(Collected data)
------------------------------

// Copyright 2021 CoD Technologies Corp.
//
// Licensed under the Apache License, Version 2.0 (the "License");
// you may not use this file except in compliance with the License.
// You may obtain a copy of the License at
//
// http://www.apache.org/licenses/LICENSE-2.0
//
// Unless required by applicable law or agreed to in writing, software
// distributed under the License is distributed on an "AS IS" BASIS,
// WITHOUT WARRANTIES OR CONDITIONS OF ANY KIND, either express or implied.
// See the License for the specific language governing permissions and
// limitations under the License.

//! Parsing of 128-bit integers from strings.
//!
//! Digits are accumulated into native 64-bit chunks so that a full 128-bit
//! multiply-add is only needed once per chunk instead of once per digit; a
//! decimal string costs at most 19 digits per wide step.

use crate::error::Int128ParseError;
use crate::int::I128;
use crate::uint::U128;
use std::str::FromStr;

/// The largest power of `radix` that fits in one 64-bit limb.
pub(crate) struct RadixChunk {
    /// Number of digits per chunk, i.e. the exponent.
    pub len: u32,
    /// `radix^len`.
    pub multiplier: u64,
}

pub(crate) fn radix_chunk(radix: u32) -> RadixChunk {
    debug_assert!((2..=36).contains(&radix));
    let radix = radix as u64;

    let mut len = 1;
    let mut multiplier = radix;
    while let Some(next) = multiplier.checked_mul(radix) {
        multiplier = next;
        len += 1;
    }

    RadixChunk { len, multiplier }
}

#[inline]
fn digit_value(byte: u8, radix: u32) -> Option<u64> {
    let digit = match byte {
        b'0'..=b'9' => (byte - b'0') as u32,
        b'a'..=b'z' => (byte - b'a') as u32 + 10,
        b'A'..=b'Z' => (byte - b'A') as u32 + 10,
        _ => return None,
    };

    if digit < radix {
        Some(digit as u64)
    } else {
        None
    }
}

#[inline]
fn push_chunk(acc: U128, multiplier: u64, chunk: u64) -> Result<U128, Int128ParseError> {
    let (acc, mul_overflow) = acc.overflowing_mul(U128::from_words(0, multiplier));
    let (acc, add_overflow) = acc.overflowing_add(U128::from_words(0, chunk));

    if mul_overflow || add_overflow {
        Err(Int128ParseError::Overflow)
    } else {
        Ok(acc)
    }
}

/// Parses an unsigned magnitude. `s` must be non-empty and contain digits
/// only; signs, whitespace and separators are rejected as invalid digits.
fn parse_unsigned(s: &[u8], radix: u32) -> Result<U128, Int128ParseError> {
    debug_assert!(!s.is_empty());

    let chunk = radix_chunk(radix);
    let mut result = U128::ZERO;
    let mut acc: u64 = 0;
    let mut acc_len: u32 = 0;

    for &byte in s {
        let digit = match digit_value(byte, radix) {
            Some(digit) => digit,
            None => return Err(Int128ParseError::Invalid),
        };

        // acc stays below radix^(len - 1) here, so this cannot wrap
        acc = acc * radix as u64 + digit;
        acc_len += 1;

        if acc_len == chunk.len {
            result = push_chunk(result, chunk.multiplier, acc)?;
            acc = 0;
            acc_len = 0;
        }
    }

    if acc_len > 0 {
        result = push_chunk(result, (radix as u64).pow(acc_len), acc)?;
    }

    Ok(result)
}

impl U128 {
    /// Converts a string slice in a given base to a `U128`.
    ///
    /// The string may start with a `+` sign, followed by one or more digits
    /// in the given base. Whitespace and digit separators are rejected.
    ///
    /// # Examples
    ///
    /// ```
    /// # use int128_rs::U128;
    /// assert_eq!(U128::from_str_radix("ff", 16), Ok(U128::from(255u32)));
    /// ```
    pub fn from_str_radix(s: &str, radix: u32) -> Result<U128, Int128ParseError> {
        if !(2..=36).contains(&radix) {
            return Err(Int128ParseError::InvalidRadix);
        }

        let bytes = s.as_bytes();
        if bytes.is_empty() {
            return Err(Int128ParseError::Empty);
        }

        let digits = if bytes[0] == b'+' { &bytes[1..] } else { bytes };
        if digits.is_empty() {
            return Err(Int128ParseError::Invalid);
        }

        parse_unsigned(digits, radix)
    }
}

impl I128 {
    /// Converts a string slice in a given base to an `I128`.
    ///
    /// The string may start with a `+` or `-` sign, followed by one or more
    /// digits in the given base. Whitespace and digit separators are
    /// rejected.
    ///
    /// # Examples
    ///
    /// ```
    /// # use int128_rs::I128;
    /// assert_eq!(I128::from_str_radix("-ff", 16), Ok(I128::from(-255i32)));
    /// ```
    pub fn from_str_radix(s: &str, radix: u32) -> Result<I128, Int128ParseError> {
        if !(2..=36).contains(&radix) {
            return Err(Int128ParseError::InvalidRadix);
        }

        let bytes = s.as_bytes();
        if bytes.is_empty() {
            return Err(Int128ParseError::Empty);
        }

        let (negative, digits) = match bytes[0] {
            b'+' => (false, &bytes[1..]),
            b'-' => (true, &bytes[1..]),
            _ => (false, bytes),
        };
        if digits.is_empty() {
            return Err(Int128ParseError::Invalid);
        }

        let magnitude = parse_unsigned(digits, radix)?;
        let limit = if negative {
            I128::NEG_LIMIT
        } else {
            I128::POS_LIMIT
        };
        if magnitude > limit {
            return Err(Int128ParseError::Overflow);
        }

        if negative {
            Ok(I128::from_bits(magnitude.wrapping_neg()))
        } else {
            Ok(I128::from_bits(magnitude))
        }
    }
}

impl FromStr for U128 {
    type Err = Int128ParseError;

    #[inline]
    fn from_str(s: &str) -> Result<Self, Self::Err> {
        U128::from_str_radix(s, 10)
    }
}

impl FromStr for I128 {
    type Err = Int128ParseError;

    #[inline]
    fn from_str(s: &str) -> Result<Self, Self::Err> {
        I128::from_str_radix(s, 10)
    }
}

------------------------------

--- Exercise ---
Using the entries above, please restate each one word for word.

--- Exercise response ---
// Copyright 2021 CoD Technologies Corp.
//
// Licensed under the Apache License, Version 2.0 (the "License");
// you may not use this file except in compliance with the License.
// You may obtain a copy of the License at
//
// http://www.apache.org/licenses/LICENSE-2.0
//
// Unless required by applicable law or agreed to in writing, software
// distributed under the License is distributed on an "AS IS" BASIS,
// WITHOUT WARRANTIES OR CONDITIONS OF ANY KIND, either express or implied.
// See the License for the specific language governing permissions and
// limitations under the License.

//! Parsing of 128-bit integers from strings.
//!
//! Digits are accumulated into native 64-bit chunks so that a full 128-bit
//! multiply-add is only needed once per chunk instead of once per digit; a
//! decimal string costs at most 19 digits per wide step.

use crate::error::Int128ParseError;
use crate::int::I128;
use crate::uint::U128;
use std::str::FromStr;

/// The largest power of `radix` that fits in one 64-bit limb.
pub(crate) struct RadixChunk {
    /// Number of digits per chunk, i.e. the exponent.
    pub len: u32,
    /// `radix^len`.
    pub multiplier: u64,
}

pub(crate) fn radix_chunk(radix: u32) -> RadixChunk {
    debug_assert!((2..=36).contains(&radix));
    let radix = radix as u64;

    let mut len = 1;
    let mut multiplier = radix;
    while let Some(next) = multiplier.checked_mul(radix) {
        multiplier = next;
        len += 1;
    }

    RadixChunk { len, multiplier }
}

#[inline]
fn digit_value(byte: u8, radix: u32) -> Option<u64> {
    let digit = match byte {
        b'0'..=b'9' => (byte - b'0') as u32,
        b'a'..=b'z' => (byte - b'a') as u32 + 10,
        b'A'..=b'Z' => (byte - b'A') as u32 + 10,
        _ => return None,
    };

    if digit < radix {
        Some(digit as u64)
    } else {
        None
    }
}

#[inline]
fn push_chunk(acc: U128, multiplier: u64, chunk: u64) -> Result<U128, Int128ParseError> {
    let (acc, mul_overflow) = acc.overflowing_mul(U128::from_words(0, multiplier));
    let (acc, add_overflow) = acc.overflowing_add(U128::from_words(0, chunk));

    if mul_overflow || add_overflow {
        Err(Int128ParseError::Overflow)
    } else {
        Ok(acc)
    }
}

/// Parses an unsigned magnitude. `s` must be non-empty and contain digits
/// only; signs, whitespace and separators are rejected as invalid digits.
fn parse_unsigned(s: &[u8], radix: u32) -> Result<U128, Int128ParseError> {
    debug_assert!(!s.is_empty());

    let chunk = radix_chunk(radix);
    let mut result = U128::ZERO;
    let mut acc: u64 = 0;
    let mut acc_len: u32 = 0;

    for &byte in s {
        let digit = match digit_value(byte, radix) {
            Some(digit) => digit,
            None => return Err(Int128ParseError::Invalid),
        };

        // acc stays below radix^(len - 1) here, so this cannot wrap
        acc = acc * radix as u64 + digit;
        acc_len += 1;

        if acc_len == chunk.len {
            result = push_chunk(result, chunk.multiplier, acc)?;
            acc = 0;
            acc_len = 0;
        }
    }

    if acc_len > 0 {
        result = push_chunk(result, (radix as u64).pow(acc_len), acc)?;
    }

    Ok(result)
}

impl U128 {
    /// Converts a string slice in a given base to a `U128`.
    ///
    /// The string may start with a `+` sign, followed by one or more digits
    /// in the given base. Whitespace and digit separators are rejected.
    ///
    /// # Examples
    ///
    /// ```
    /// # use int128_rs::U128;
    /// assert_eq!(U128::from_str_radix("ff", 16), Ok(U128::from(255u32)));
    /// ```
    pub fn from_str_radix(s: &str, radix: u32) -> Result<U128, Int128ParseError> {
        if !(2..=36).contains(&radix) {
            return Err(Int128ParseError::InvalidRadix);
        }

        let bytes = s.as_bytes();
        if bytes.is_empty() {
            return Err(Int128ParseError::Empty);
        }

        let digits = if bytes[0] == b'+' { &bytes[1..] } else { bytes };
        if digits.is_empty() {
            return Err(Int128ParseError::Invalid);
        }

        parse_unsigned(digits, radix)
    }
}

impl I128 {
    /// Converts a string slice in a given base to an `I128`.
    ///
    /// The string may start with a `+` or `-` sign, followed by one or more
    /// digits in the given base. Whitespace and digit separators are
    /// rejected.
    ///
    /// # Examples
    ///
    /// ```
    /// # use int128_rs::I128;
    /// assert_eq!(I128::from_str_radix("-ff", 16), Ok(I128::from(-255i32)));
    /// ```
    pub fn from_str_radix(s: &str, radix: u32) -> Result<I128, Int128ParseError> {
        if !(2..=36).contains(&radix) {
            return Err(Int128ParseError::InvalidRadix);
        }

        let bytes = s.as_bytes();
        if bytes.is_empty() {
            return Err(Int128ParseError::Empty);
        }

        let (negative, digits) = match bytes[0] {
            b'+' => (false, &bytes[1..]),
            b'-' => (true, &bytes[1..]),
            _ => (false, bytes),
        };
        if digits.is_empty() {
            return Err(Int128ParseError::Invalid);
        }

        let magnitude = parse_unsigned(digits, radix)?;
        let limit = if negative {
            I128::NEG_LIMIT
        } else {
            I128::POS_LIMIT
        };
        if magnitude > limit {
            return Err(Int128ParseError::Overflow);
        }

        if negative {
            Ok(I128::from_bits(magnitude.wrapping_neg()))
        } else {
            Ok(I128::from_bits(magnitude))
        }
    }
}

impl FromStr for U128 {
    type Err = Int128ParseError;

    #[inline]
    fn from_str(s: &str) -> Result<Self, Self::Err> {
        U128::from_str_radix(s, 10)
    }
}

impl FromStr for I128 {
    type Err = Int128ParseError;

    #[inline]
    fn from_str(s: &str) -> Result<Self, Self::Err> {
        I128::from_str_radix(s, 10)
    }
}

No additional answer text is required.